Augmentation de capital SARL : les absents n'ont pas toujours tort...

  • Article publié le 26 févr. 2013

Profiter qu'un associé soit bloqué à l'autre bout du monde pour voter une augmentation de capital réduisant sa participation à peau de chagrin... non seulement ce n'est pas très fair-play, mais en plus c'est répréhensible par les tribunaux.

Ainsi, vient en effet de juger la Cour d'Appel d'Aix-en-Provence, condamnant même la société à verser 2.500 € de dommages-intérêts à l'associé spolié en réparation de son préjudice moral.

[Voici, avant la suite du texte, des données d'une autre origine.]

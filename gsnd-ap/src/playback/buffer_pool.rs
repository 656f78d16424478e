//! Output ring buffer
//!
//! A fixed pool of `buffer_count` slots of `buffer_len` bytes each, fed to an
//! output device in ring order. The producer blocks in `write` when every
//! slot is in flight; the device hands slots back through a
//! [`CompletionNotifier`]. Memory is bounded by `buffer_count * buffer_len`.
//!
//! `write` is the only blocking call besides `drain`. Both can be aborted
//! from another thread through a [`PoolCanceller`].

use crate::audio::output::{DeviceFactory, OutputDevice};
use crate::audio::types::PcmFormat;
use crate::error::{Error, Result};
use crate::playback::semaphore::{SlotSemaphore, SlotTicket};
use std::sync::Arc;
use tracing::{debug, trace, warn};

pub use crate::playback::semaphore::PoolStats;

/// Default slot count
pub const DEFAULT_BUFFER_COUNT: usize = 3;

/// Default slot length in bytes
pub const DEFAULT_BUFFER_LEN: usize = 2048;

/// Pool geometry
#[derive(Debug, Clone, Copy, PartialEq, Eq)]
pub struct PoolConfig {
    /// Number of slots (at least 2)
    pub buffer_count: usize,
    /// Bytes per slot, rounded down to whole PCM frames at open
    pub buffer_len: usize,
}

impl Default for PoolConfig {
    fn default() -> Self {
        Self {
            buffer_count: DEFAULT_BUFFER_COUNT,
            buffer_len: DEFAULT_BUFFER_LEN,
        }
    }
}

/// Completion sink handed to the device.
///
/// Only touches the pool's semaphore and head cursor.
#[derive(Debug, Clone)]
pub struct CompletionNotifier {
    slots: Arc<SlotSemaphore>,
}

impl CompletionNotifier {
    /// Report that the buffer for `ticket` has finished playing.
    pub fn complete(&self, ticket: SlotTicket) {
        self.slots.complete(ticket);
    }
}

/// Aborts a blocked `write` or `drain` with `Cancelled`. Sticky.
#[derive(Debug, Clone)]
pub struct PoolCanceller {
    slots: Arc<SlotSemaphore>,
}

impl PoolCanceller {
    pub fn cancel(&self) {
        self.slots.cancel();
    }
}

/// Read-only view of pool accounting, usable from any thread
#[derive(Debug, Clone)]
pub struct PoolMonitor {
    slots: Arc<SlotSemaphore>,
}

impl PoolMonitor {
    pub fn stats(&self) -> PoolStats {
        self.slots.stats()
    }
}

/// Output buffer pool bound to one device and one PCM format
pub struct OutputBufferPool {
    format: PcmFormat,
    buffer_len: usize,
    slots: Vec<Box<[u8]>>,
    semaphore: Arc<SlotSemaphore>,
    device: Option<Box<dyn OutputDevice>>,
}

impl OutputBufferPool {
    /// Open a device for `format` and allocate the slots.
    ///
    /// # Errors
    /// - `InvalidArgument` if `buffer_count < 2` or the format has no channels
    /// - `DeviceUnavailable` if the device cannot be configured
    pub fn open(devices: &dyn DeviceFactory, config: PoolConfig, format: PcmFormat) -> Result<Self> {
        if config.buffer_count < 2 {
            return Err(Error::InvalidArgument(format!(
                "buffer_count must be at least 2, got {}",
                config.buffer_count
            )));
        }
        let block_align = format.block_align();
        if block_align == 0 || format.sample_rate == 0 {
            return Err(Error::InvalidArgument(format!("invalid PCM format: {}", format)));
        }
        let buffer_len = (config.buffer_len / block_align * block_align).max(block_align);
        if buffer_len != config.buffer_len {
            debug!(
                "Slot length {} rounded to {} for {}-byte frames",
                config.buffer_len, buffer_len, block_align
            );
        }

        let semaphore = Arc::new(SlotSemaphore::new(config.buffer_count));
        let notifier = CompletionNotifier {
            slots: Arc::clone(&semaphore),
        };
        let device = devices.open(format, config.buffer_count, buffer_len, notifier)?;

        let slots = (0..config.buffer_count)
            .map(|_| vec![0u8; buffer_len].into_boxed_slice())
            .collect();

        debug!(
            "Opened output pool: {} x {} bytes, {}",
            config.buffer_count, buffer_len, format
        );

        Ok(Self {
            format,
            buffer_len,
            slots,
            semaphore,
            device: Some(device),
        })
    }

    /// Queue `bytes` for playback in chunks of at most `buffer_len`.
    ///
    /// Blocks while every slot is in flight.
    ///
    /// # Errors
    /// - `Cancelled` if a canceller fired before or during the write
    /// - `InvalidArgument` if the pool is closed
    /// - device submission errors
    pub fn write(&mut self, bytes: &[u8]) -> Result<()> {
        let device = self
            .device
            .as_mut()
            .ok_or_else(|| Error::InvalidArgument("output pool is closed".to_string()))?;

        for chunk in bytes.chunks(self.buffer_len) {
            let ticket = self.semaphore.acquire()?;
            let slot = &mut self.slots[ticket.slot];
            slot[..chunk.len()].copy_from_slice(chunk);

            if let Err(e) = device.submit(ticket, &slot[..chunk.len()]) {
                warn!("Device rejected slot {}: {}", ticket.slot, e);
                self.semaphore.rollback(ticket);
                return Err(e);
            }
            trace!("Submitted slot {} ({} bytes)", ticket.slot, chunk.len());
        }
        Ok(())
    }

    /// Suspend or resume playback without touching slot state.
    pub fn pause(&mut self, paused: bool) -> Result<()> {
        match self.device.as_mut() {
            Some(device) => device.pause(paused),
            None => Ok(()),
        }
    }

    /// Halt playback, discard in-flight buffers, and return to a fresh state.
    pub fn reset(&mut self) -> Result<()> {
        if let Some(device) = self.device.as_mut() {
            device.reset()?;
        }
        self.semaphore.restore();
        debug!("Output pool reset");
        Ok(())
    }

    /// Block until every submitted buffer has completed.
    ///
    /// # Errors
    /// `Cancelled` if a canceller fired while buffers were in flight.
    pub fn drain(&self) -> Result<()> {
        if self.device.is_none() {
            return Ok(());
        }
        self.semaphore.wait_idle()
    }

    /// Halt the device and release it. Idempotent.
    pub fn close(&mut self) {
        if let Some(mut device) = self.device.take() {
            device.close();
            self.slots = Vec::new();
            debug!("Output pool closed");
        }
    }

    pub fn canceller(&self) -> PoolCanceller {
        PoolCanceller {
            slots: Arc::clone(&self.semaphore),
        }
    }

    pub fn monitor(&self) -> PoolMonitor {
        PoolMonitor {
            slots: Arc::clone(&self.semaphore),
        }
    }

    pub fn stats(&self) -> PoolStats {
        self.semaphore.stats()
    }

    pub fn format(&self) -> PcmFormat {
        self.format
    }

    /// Slot length after rounding to whole PCM frames
    pub fn buffer_len(&self) -> usize {
        self.buffer_len
    }

    pub fn buffer_count(&self) -> usize {
        self.semaphore.capacity()
    }

    pub fn is_closed(&self) -> bool {
        self.device.is_none()
    }
}

impl Drop for OutputBufferPool {
    fn drop(&mut self) {
        self.close();
    }
}
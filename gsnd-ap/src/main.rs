//! Audio Player (gsnd-ap) - Main entry point
//!
//! `play` streams background music and sound effects to the default audio
//! device; `probe` decodes a file without playback and prints its frame
//! statistics.

use std::path::PathBuf;

use anyhow::{Context, Result};
use clap::{Args, Parser, Subcommand};
use gsnd_ap::audio::Mp3CodecFactory;
use gsnd_ap::probe::probe_file;
use gsnd_ap::{PlaybackEngine, PlayerConfig};
use gsnd_common::PlayerEvent;
use tokio::signal;
use tokio::sync::broadcast::error::RecvError;
use tracing::{info, warn};
use tracing_subscriber::{layer::SubscriberExt, util::SubscriberInitExt};

/// Command-line arguments for gsnd-ap
#[derive(Parser, Debug)]
#[command(name = "gsnd-ap")]
#[command(about = "Streaming MP3 player for game music and sound effects")]
#[command(version)]
struct Cli {
    /// Configuration file (overrides GSND_CONFIG and the platform default)
    #[arg(short, long, global = true)]
    config: Option<PathBuf>,

    #[command(subcommand)]
    command: Command,
}

#[derive(Subcommand, Debug)]
enum Command {
    /// Play background music and sound effects
    Play(PlayArgs),
    /// Decode a file without playback and print frame statistics
    Probe {
        /// File to decode
        file: PathBuf,
    },
}

#[derive(Args, Debug)]
struct PlayArgs {
    /// Background playlist entry (repeatable)
    #[arg(short, long = "music")]
    music: Vec<PathBuf>,

    /// Playlist index to start from
    #[arg(long, default_value = "0")]
    start_index: usize,

    /// Loop the background music
    #[arg(short, long = "loop", env = "GSND_LOOP")]
    looping: bool,

    /// One-shot sound effect (repeatable)
    #[arg(short, long = "sound")]
    sound: Vec<PathBuf>,

    /// Discard audio instead of opening the audio device
    #[arg(long, env = "GSND_NULL_OUTPUT")]
    null_output: bool,
}

#[tokio::main]
async fn main() -> Result<()> {
    let cli = Cli::parse();

    let config = PlayerConfig::load(cli.config.as_deref()).context("Failed to load configuration")?;

    // Initialize tracing
    let default_filter = format!(
        "gsnd_ap={level},gsnd_common={level}",
        level = config.logging.level
    );
    tracing_subscriber::registry()
        .with(
            tracing_subscriber::EnvFilter::try_from_default_env()
                .unwrap_or_else(|_| default_filter.into()),
        )
        .with(tracing_subscriber::fmt::layer())
        .init();

    match cli.command {
        Command::Play(args) => play(config, args).await,
        Command::Probe { file } => {
            let report = probe_file(&file, &Mp3CodecFactory)
                .with_context(|| format!("Failed to probe {}", file.display()))?;
            println!("{}", report);
            Ok(())
        }
    }
}

async fn play(config: PlayerConfig, args: PlayArgs) -> Result<()> {
    if args.music.is_empty() && args.sound.is_empty() {
        anyhow::bail!("Nothing to play: give at least one --music or --sound file");
    }

    let engine = if args.null_output {
        PlaybackEngine::with_null_output(config)
    } else {
        PlaybackEngine::new(config)
    }
    .context("Failed to initialize playback engine")?;
    info!("Playback engine initialized");

    let mut events = engine.subscribe();

    engine.set_loop(args.looping)?;
    if !args.music.is_empty() {
        engine
            .play_music(&args.music, args.start_index)
            .context("Failed to start background music")?;
    }
    for sound in &args.sound {
        if let Err(e) = engine.play_sound(sound) {
            warn!("Skipping {}: {}", sound.display(), e);
        }
    }

    tokio::select! {
        _ = wait_until_idle(&engine, &mut events) => {
            info!("Playback finished");
        }
        result = signal::ctrl_c() => {
            result.context("Failed to install Ctrl+C handler")?;
            info!("Received Ctrl+C, shutting down");
        }
    }

    engine.shutdown();
    Ok(())
}

/// Resolve once no background track or effect is left.
async fn wait_until_idle(
    engine: &PlaybackEngine,
    events: &mut tokio::sync::broadcast::Receiver<PlayerEvent>,
) {
    while !engine.is_idle() {
        match events.recv().await {
            Ok(event) => info!("{}: {:?}", event.event_type(), event),
            Err(RecvError::Lagged(skipped)) => warn!("Missed {} player events", skipped),
            Err(RecvError::Closed) => break,
        }
    }
}
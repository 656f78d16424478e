//! Decode-only probe
//!
//! Runs a file through the frame decoder without any output device and
//! collects frame statistics. Used by `gsnd-ap probe`.

use crate::audio::codec::CodecFactory;
use crate::audio::decoder::{FrameDecoder, FrameResult};
use crate::audio::types::PcmFormat;
use crate::error::Result;
use std::fmt;
use std::path::{Path, PathBuf};
use std::time::Duration;
use tracing::debug;

/// Statistics for one probed file
#[derive(Debug, Clone)]
pub struct ProbeReport {
    pub path: PathBuf,
    /// Frames that produced samples
    pub frames: u64,
    /// Interleaved samples produced
    pub samples: u64,
    /// Compressed bytes consumed, skipped input included
    pub bytes_consumed: u64,
    /// Each distinct format run, with the index of the frame that started it
    pub formats: Vec<(u64, PcmFormat)>,
    /// Total playback time across every format run
    pub duration: Duration,
    /// Decode error that ended the stream early, if any
    pub error: Option<String>,
}

impl ProbeReport {
    pub fn format_changes(&self) -> usize {
        self.formats.len().saturating_sub(1)
    }
}

/// Decode every frame of `path`.
///
/// # Errors
/// - `OpenFailed` if the file cannot be mapped
/// - `Decode` if no frame produced samples
pub fn probe_file(path: &Path, codecs: &dyn CodecFactory) -> Result<ProbeReport> {
    let mut decoder = FrameDecoder::open_path(path, codecs.create(path)?)?;

    let mut report = ProbeReport {
        path: path.to_path_buf(),
        frames: 0,
        samples: 0,
        bytes_consumed: 0,
        formats: Vec::new(),
        duration: Duration::ZERO,
        error: None,
    };

    loop {
        match decoder.decode_next() {
            FrameResult::Samples(frame) => {
                if report.formats.last().map(|(_, f)| *f) != Some(frame.format) {
                    report.formats.push((report.frames, frame.format));
                }
                report.frames += 1;
                report.samples += frame.samples.len() as u64;
                report.bytes_consumed += frame.bytes_consumed as u64;
                report.duration += frame.format.duration_of(frame.samples.len() * 2);
            }
            FrameResult::EndOfStream => break,
            FrameResult::DecodeError(e) => {
                if report.frames == 0 {
                    return Err(e);
                }
                report.error = Some(e.to_string());
                break;
            }
        }
    }

    debug!(
        "Probed {}: {} frames, {} trailing bytes",
        path.display(),
        report.frames,
        decoder.remaining()
    );
    Ok(report)
}

impl fmt::Display for ProbeReport {
    fn fmt(&self, f: &mut fmt::Formatter<'_>) -> fmt::Result {
        writeln!(f, "File:           {}", self.path.display())?;
        writeln!(f, "Frames:         {}", self.frames)?;
        writeln!(f, "Samples:        {}", self.samples)?;
        writeln!(f, "Bytes decoded:  {}", self.bytes_consumed)?;
        match self.formats.first() {
            Some((_, format)) => {
                writeln!(f, "Sample rate:    {} Hz", format.sample_rate)?;
                writeln!(f, "Channels:       {}", format.channels)?;
            }
            None => writeln!(f, "Format:         unknown")?,
        }
        writeln!(f, "Format changes: {}", self.format_changes())?;
        for (frame, format) in self.formats.iter().skip(1) {
            writeln!(f, "  at frame {}: {}", frame, format)?;
        }
        write!(f, "Duration:       {:.3}s", self.duration.as_secs_f64())?;
        if let Some(error) = &self.error {
            write!(f, "\nStopped early:  {}", error)?;
        }
        Ok(())
    }
}
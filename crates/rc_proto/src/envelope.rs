//! Message envelope — what the message backend stores and fans out.
//!
//! The backend sees:
//!   - body        (base64 ciphertext, or plaintext when `encrypted` is false)
//!   - encrypted   (conversations may opt out, and sessions without a key fall back)
//!   - salt / iv   (PBKDF2 salt and GCM IV, base64)
//!   - hmac        (HMAC-SHA256 over `body`, base64; absent on legacy messages)
//!   - nonce       (random hex, checked against the receiver's nonce book)
//!
//! Envelopes are immutable once built.

use chrono::{DateTime, Utc};
use rc_crypto::SealedBody;
use serde::{Deserialize, Serialize};

#[derive(Debug, Clone, PartialEq, Eq, Serialize, Deserialize)]
pub struct EncryptedEnvelope {
    pub body: String,
    pub encrypted: bool,
    #[serde(rename = "encryption_salt", default)]
    pub salt: Option<String>,
    #[serde(rename = "encryption_iv", default)]
    pub iv: Option<String>,
    #[serde(default)]
    pub hmac: Option<String>,
    #[serde(default)]
    pub nonce: Option<String>,
}

impl EncryptedEnvelope {
    /// Plaintext passthrough, `encrypted: false`.
    pub fn plaintext(body: impl Into<String>) -> Self {
        Self {
            body: body.into(),
            encrypted: false,
            salt: None,
            iv: None,
            hmac: None,
            nonce: None,
        }
    }

    pub fn sealed(sealed: SealedBody, hmac: Option<String>, nonce: Option<String>) -> Self {
        Self {
            body: sealed.ciphertext,
            encrypted: true,
            salt: Some(sealed.salt),
            iv: Some(sealed.iv),
            hmac,
            nonce,
        }
    }
}

/// One persisted message: routing metadata plus its envelope.
#[derive(Debug, Clone, Serialize, Deserialize)]
pub struct StoredMessage {
    pub id: String,
    pub conversation_id: String,
    pub sender_id: String,
    pub sent_at: DateTime<Utc>,
    #[serde(flatten)]
    pub envelope: EncryptedEnvelope,
}

#[cfg(test)]
mod tests {
    use super::*;

    #[test]
    fn column_names_match_backend_schema() {
        let env = EncryptedEnvelope::sealed(
            SealedBody {
                ciphertext: "Y3Q=".into(),
                salt: "c2FsdA==".into(),
                iv: "aXY=".into(),
            },
            Some("dGFn".into()),
            Some("00ff".into()),
        );
        let v = serde_json::to_value(&env).unwrap();
        assert_eq!(v["body"], "Y3Q=");
        assert_eq!(v["encrypted"], true);
        assert_eq!(v["encryption_salt"], "c2FsdA==");
        assert_eq!(v["encryption_iv"], "aXY=");
        assert_eq!(v["hmac"], "dGFn");
        assert_eq!(v["nonce"], "00ff");
    }

    #[test]
    fn legacy_row_without_hmac_or_nonce_parses() {
        let row = r#"{"body":"hello","encrypted":false,"encryption_salt":null,"encryption_iv":null}"#;
        let env: EncryptedEnvelope = serde_json::from_str(row).unwrap();
        assert_eq!(env, EncryptedEnvelope::plaintext("hello"));
    }
}
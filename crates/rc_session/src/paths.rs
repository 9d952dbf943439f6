use directories::ProjectDirs;
use std::path::{Path, PathBuf};

pub const APP_QUALIFIER: &str = "com";
pub const APP_ORG: &str = "darklock";
pub const APP_NAME: &str = "roomcipher";

pub const DATA_DIR_ENV: &str = "ROOMCIPHER_DATA_DIR";

pub fn data_dir() -> anyhow::Result<PathBuf> {
    if let Ok(override_path) = std::env::var(DATA_DIR_ENV) {
        return Ok(PathBuf::from(override_path));
    }
    let dirs = ProjectDirs::from(APP_QUALIFIER, APP_ORG, APP_NAME)
        .ok_or_else(|| anyhow::anyhow!("cannot determine data directory"))?;
    Ok(dirs.data_dir().to_path_buf())
}

pub fn key_dir(base: &Path) -> PathBuf {
    base.join("keys")
}

pub fn exchange_db_path(base: &Path) -> PathBuf {
    base.join("exchange.db")
}

pub fn settings_path(base: &Path) -> PathBuf {
    base.join("settings.json")
}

Il faut dire que, alors qu'il était le fondateur de la société, sa participation dans le capital s'est trouvée d'un seul coup ramenée à moins de 1 % !

L'affaire

Une SARL au capital de 1.000 €, de lourdes pertes au titre d'un exercice, l'augmentation de capital est incontournable.

Le problème est que l'associé fondateur se trouve à l'autre bout du monde pour des raisons professionnelles et qu'il ne pourra donc pas être présent à l'Assemblée Générale Extraordinaire que le Gérant envisage de réunir.

Il lui demande par courriels d'attendre son retour, mais le Gérant passe outre et se contente d'envoyer la convocation à son domicile parisien.

Considérant que l'assemblée avait été régulièrement convoquée, les associés valide l'augmentation de capital, mais l'associé fondateur ne pouvant y participer en raison de son absence, sa part dans le capital se trouve ramenée de 23 à 0,49 %.

De retour en France, il sollicite en justice l'annulation de la délibération et demande la convocation d'une nouvelle Assemblée Générale, en faisant valoir qu'il était en Polynésie à la date de l'assemblée pour raisons professionnelles mais que, pendant cette absence, il avait continué à communiquer avec la société par voie de courriels et avait, en particulier, donné la date de son retour et demandé que l'on attende cette date pour prendre toute disposition juridique ou financière engageant l'avenir de la société.

Les tribunaux

Dans un premier temps, le Tribunal de Commerce de CANNES, dans un Jugement du 08 septembre 2011, rejette sa demande, relevant qu'il avait prolongé son séjour à l'étranger de manière importante (deux mois), qu'il n'était pas établi que ses coassociés connaissaient sa date de retour, et qu'en conséquence il ne pouvait être invoqué que l'Assemblée Générale litigieuse ait été convoquée sciemment afin de lui porter préjudice ou de l'évincer du capital de la société.

L'associé interjette donc appel et bien lui en prend. Car la Cour d'Appel d'Aix-en-Provence, dans un Arrêt du 13 décembre dernier, a purement et simplement annulé l'Assemblée Générale Extraordinaire ayant décidé du principe et des modalités de l'augmentation de capital, tout en enjoignant la société de réunir régulièrement dans les 6 semaines de la signification de l'Arrêt une nouvelle Assemblée Générale avec le même ordre du jour.

Selon les juges en effet, l'assemblée avait été intentionnellement réunie afin de spolier l'associé puisque la période de souscription était achevée à son retour (dont la date était connue) et la souscription à l'augmentation de capital déjà constatée, ce qui constituait une fraude manifeste justifiant l'annulation de l'Assemblée Générale litigieuse.

Source : Arrêt de la Cour d'appel d'Aix-en-Provence, 13 décembre 2012, n° 11-16034.